There was some safe-haven demand seen for gold in overnight trading. However, gold and silver have once again opted to trade in line with the raw commodity sector, instead of as safe-haven assets. I still suspect that gold will garner at least some safe-haven demand if the trade situation with major U.S. trading partners deteriorates further.
In other news, European Central Bank President Mario Draghi told reporters today the ECB could opt to extend its bond-buying program (quantitative easing) beyond its now-scheduled ending date of December—if the Euro zone shows further economic weakness.
The key “outside markets” today find the U.S. dollar index higher and hitting another 11-month high overnight. Meantime, Nymex crude oil prices are lower and trading just below $65.00 a barrel.
U.S. economic data due for release Tuesday includes the weekly Johnson Redbook and Goldman Sachs retail sales reports, and new residential construction.
Technically, gold bears have the overall near-term technical advantage and have re-established a price downtrend on the daily bar chart. Gold bulls' next upside near-term price breakout objective is to produce a close in August futures above solid resistance at $1,300.00. Bears' next near-term downside price breakout objective is pushing prices below solid technical support at the December low of $1,251.90. First resistance is seen at $1,280.00 and then at today’s high of $1,286.80. First support is seen at $1,270.00 and then at $1,265.00. Wyckoff's Market Rating: 3.5
July silver futures bears have the overall near-term technical advantage.
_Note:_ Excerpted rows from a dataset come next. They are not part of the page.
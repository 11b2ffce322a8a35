//! Journal entry lifecycle.
//!
//! ```text
//! Draft ──post──▶ Posted ──void──▶ Voided
//!   ▲               │
//!   └────unpost─────┘
//! Draft ──void──▶ Voided
//! ```
//!
//! Voided is terminal. Moving to the current status is always a no-op.

use serde::{Deserialize, Serialize};

use super::error::LedgerError;

/// Journal entry status.
#[derive(Debug, Clone, Copy, PartialEq, Eq, Hash, Serialize, Deserialize)]
#[serde(rename_all = "lowercase")]
pub enum EntryStatus {
    /// Editable, no effect on balances.
    Draft,
    /// Counted in balances and reports. Lines are frozen.
    Posted,
    /// Cancelled. Terminal.
    Voided,
}

impl EntryStatus {
    /// Returns true if the entry may move from `self` to `to`.
    #[must_use]
    pub const fn can_transition_to(self, to: Self) -> bool {
        matches!(
            (self, to),
            (Self::Draft | Self::Posted, _) | (Self::Voided, Self::Voided)
        )
    }

    /// Returns an error unless the move from `self` to `to` is allowed.
    ///
    /// # Errors
    ///
    /// Returns `LedgerError::InvalidTransition` for any move out of `Voided`.
    pub fn ensure_transition(self, to: Self) -> Result<(), LedgerError> {
        if self.can_transition_to(to) {
            Ok(())
        } else {
            Err(LedgerError::InvalidTransition { from: self, to })
        }
    }

    /// Returns true if lines and date may still change.
    #[must_use]
    pub const fn is_editable(self) -> bool {
        matches!(self, Self::Draft)
    }

    /// Returns true if no further transition is possible.
    #[must_use]
    pub const fn is_terminal(self) -> bool {
        matches!(self, Self::Voided)
    }

    /// Returns the lowercase storage name.
    #[must_use]
    pub const fn as_str(self) -> &'static str {
        match self {
            Self::Draft => "draft",
            Self::Posted => "posted",
            Self::Voided => "voided",
        }
    }
}

impl std::fmt::Display for EntryStatus {
    fn fmt(&self, f: &mut std::fmt::Formatter<'_>) -> std::fmt::Result {
        f.write_str(self.as_str())
    }
}

impl std::str::FromStr for EntryStatus {
    type Err = LedgerError;

    fn from_str(s: &str) -> Result<Self, Self::Err> {
        match s.trim().to_ascii_lowercase().as_str() {
            "draft" => Ok(Self::Draft),
            "posted" => Ok(Self::Posted),
            "voided" => Ok(Self::Voided),
            _ => Err(LedgerError::InvalidStatus(s.to_string())),
        }
    }
}

/// Outcome of a transition request.
#[derive(Debug, Clone, Copy, PartialEq, Eq)]
pub enum TransitionDecision {
    /// Entry is already in the requested status.
    Unchanged,
    /// Status must be flipped from `from` to `to`.
    Apply {
        /// Status expected in storage.
        from: EntryStatus,
        /// Status to write.
        to: EntryStatus,
    },
}

impl TransitionDecision {
    /// Decides a transition from `from` to `to`.
    ///
    /// # Errors
    ///
    /// Returns `LedgerError::InvalidTransition` if the move is not allowed.
    pub fn between(from: EntryStatus, to: EntryStatus) -> Result<Self, LedgerError> {
        from.ensure_transition(to)?;
        if from == to {
            Ok(Self::Unchanged)
        } else {
            Ok(Self::Apply { from, to })
        }
    }

    /// Returns the target status if a write is needed.
    #[must_use]
    pub const fn target(self) -> Option<EntryStatus> {
        match self {
            Self::Unchanged => None,
            Self::Apply { to, .. } => Some(to),
        }
    }
}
Silver bulls' next upside price breakout objective is closing prices above solid technical resistance at $17.00 an ounce. The next downside price breakout objective for the bears is closing prices below solid support at the May low of $16.07. First resistance is seen at $16.50 and then at this week’s high of $16.70. Next support is seen at $16.19 and then at the May low of $16.07. Wyckoff's Market Rating: 4.0.